Proton-coupled oligopeptide transporters (POTs) couple the inward movement of di- or tripeptides with the inward movement of protons. Experimentally, it has been shown that virtually all di- and tripeptides are recognized as substrates, which suggests that it is the backbone of the peptide that determines substrate affinity and specificity. We have previously shown that a conserved E1XXE2R motif is involved in the binding of the proton. Although the proposed protonation site is in close proximity to the peptide binding site, the mechanism by which the POTs couple protonation to peptide binding is not understood.

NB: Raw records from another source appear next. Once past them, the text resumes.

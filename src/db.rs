// src/db.rs
use crate::error::AppResult;
use sqlx::sqlite::{SqliteConnectOptions, SqlitePool, SqlitePoolOptions};
use std::str::FromStr;
use std::time::Duration;

// Ordem inversa das dependências (filhos antes de 'users')
const DROP_TABLES: &[&str] = &[
    "DROP TABLE IF EXISTS internships",
    "DROP TABLE IF EXISTS projects",
    "DROP TABLE IF EXISTS certificates",
    "DROP TABLE IF EXISTS users",
];

const CREATE_TABLES: &[&str] = &[
    r#"
    CREATE TABLE IF NOT EXISTS users (
        id            INTEGER PRIMARY KEY,
        username      TEXT    NOT NULL UNIQUE,
        password_hash TEXT    NOT NULL,
        role          TEXT    NOT NULL CHECK (role IN ('student', 'teacher', 'admin')),
        name          TEXT    NOT NULL,
        created_at    TEXT    NOT NULL DEFAULT CURRENT_TIMESTAMP,
        updated_at    TEXT    NOT NULL DEFAULT CURRENT_TIMESTAMP
    )
    "#,
    r#"
    CREATE TABLE IF NOT EXISTS certificates (
        id          INTEGER PRIMARY KEY,
        title       TEXT    NOT NULL,
        issuer      TEXT    NOT NULL,
        date_issued TEXT    NOT NULL,
        user_id     INTEGER NOT NULL REFERENCES users (id) ON DELETE CASCADE,
        created_at  TEXT    NOT NULL DEFAULT CURRENT_TIMESTAMP,
        updated_at  TEXT    NOT NULL DEFAULT CURRENT_TIMESTAMP
    )
    "#,
    r#"
    CREATE TABLE IF NOT EXISTS projects (
        id          INTEGER PRIMARY KEY,
        title       TEXT    NOT NULL,
        description TEXT    NOT NULL,
        start_date  TEXT    NOT NULL,
        end_date    TEXT    NOT NULL,
        user_id     INTEGER NOT NULL REFERENCES users (id) ON DELETE CASCADE,
        created_at  TEXT    NOT NULL DEFAULT CURRENT_TIMESTAMP,
        updated_at  TEXT    NOT NULL DEFAULT CURRENT_TIMESTAMP
    )
    "#,
    r#"
    CREATE TABLE IF NOT EXISTS internships (
        id          INTEGER PRIMARY KEY,
        company     TEXT    NOT NULL,
        position    TEXT    NOT NULL,
        description TEXT    NOT NULL,
        start_date  TEXT    NOT NULL,
        end_date    TEXT    NOT NULL,
        user_id     INTEGER NOT NULL REFERENCES users (id) ON DELETE CASCADE,
        created_at  TEXT    NOT NULL DEFAULT CURRENT_TIMESTAMP,
        updated_at  TEXT    NOT NULL DEFAULT CURRENT_TIMESTAMP
    )
    "#,
    "CREATE INDEX IF NOT EXISTS idx_certificates_user ON certificates (user_id)",
    "CREATE INDEX IF NOT EXISTS idx_projects_user ON projects (user_id)",
    "CREATE INDEX IF NOT EXISTS idx_internships_user ON internships (user_id)",
];

pub async fn create_db_pool(database_url: &str) -> AppResult<SqlitePool> {
    tracing::info!("Ligando à base de dados: {}", database_url);

    // Opções de conexão (criar se não existir, timeout, FKs ativas para o CASCADE)
    let options = SqliteConnectOptions::from_str(database_url)?
        .create_if_missing(true)
        .foreign_keys(true)
        .busy_timeout(Duration::from_secs(5));

    let pool = SqlitePoolOptions::new()
        .max_connections(5)
        .connect_with(options)
        .await?;

    Ok(pool)
}

/// Cria as tabelas. Com `reset` apaga primeiro tudo o que existir.
pub async fn init_schema(db_pool: &SqlitePool, reset: bool) -> AppResult<()> {
    let mut tx = db_pool.begin().await?;

    if reset {
        tracing::warn!("⚠️ A recriar o schema: todos os dados existentes serão apagados.");
        for stmt in DROP_TABLES {
            sqlx::query(stmt).execute(&mut *tx).await?;
        }
    }

    for stmt in CREATE_TABLES {
        sqlx::query(stmt).execute(&mut *tx).await?;
    }

    tx.commit().await?;
    tracing::info!("Schema pronto.");
    Ok(())
}

/// Pool em memória com uma só conexão (cada conexão `:memory:` é uma DB distinta).
/// Custo bcrypt mínimo, para os testes não perderem tempo a fazer hash.
#[cfg(test)]
pub const TEST_BCRYPT_COST: u32 = 4;

#[cfg(test)]
pub async fn test_pool() -> SqlitePool {
    let options = SqliteConnectOptions::from_str("sqlite::memory:")
        .expect("url válida")
        .foreign_keys(true);
    let pool = SqlitePoolOptions::new()
        .max_connections(1)
        .idle_timeout(None)
        .max_lifetime(None)
        .connect_with(options)
        .await
        .expect("pool em memória");
    init_schema(&pool, true).await.expect("schema");
    pool
}
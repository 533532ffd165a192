// src/web/auth_handlers.rs
use crate::{
    error::{AppError, AppResult},
    models::user::{LoginRequest, LoginResponse},
    services::auth_service,
    state::AppState,
};
use axum::{
    extract::{rejection::JsonRejection, State},
    Json,
};

// POST /api/login
pub async fn handle_login(
    State(state): State<AppState>,
    payload: Result<Json<LoginRequest>, JsonRejection>,
) -> AppResult<Json<LoginResponse>> {
    // Sem username/password nem chegamos à base de dados
    let (username, password) = match payload {
        Ok(Json(LoginRequest {
            username: Some(username),
            password: Some(password),
        })) => (username, password),
        _ => {
            tracing::warn!("Pedido de login sem username ou password.");
            return Err(AppError::MissingCredentials);
        }
    };

    tracing::info!("Tentativa de login para: {}", username);
    let user = auth_service::authenticate(&state.db_pool, &username, &password).await?;

    Ok(Json(LoginResponse {
        success: true,
        user: user.into(),
    }))
}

Here, we have performed molecular dynamics simulations on the crystal structure of Escherichia coli POT YbgH in the absence and presence of a proton on the consensus E2 (Glu21) and on both states in the absence and presence of a dipeptide. We observe that the highly conserved Lys118 is able to interact with Glu21 when Glu21 is not protonated but with the dipeptide C-terminus when Glu21 is protonated. Thus, Lys118 provides YbgH with a coupling mechanism sensor that ensures detection of protonation and peptide binding. Furthermore, we observe that the dipeptide initially interacts only with Glu391, with the rest of the peptide being flexible, and becomes stabilized upon interaction with Lys118. This suggests that the peptide binding is a two-step procedure and that the transition from the first to the second step depends upon protonation of Glu21. Finally, we observe occluded conformations of YbgH during the simulations. Most strikingly, in YbgH devoid of peptide, the highly conserved residues Tyr26 and Arg29 interact with Glu391, overlapping with the space that would otherwise be occupied by a bound peptide. This intramolecular substrate mimicry may explain how the apo transporter returns back into the outside-facing conformation.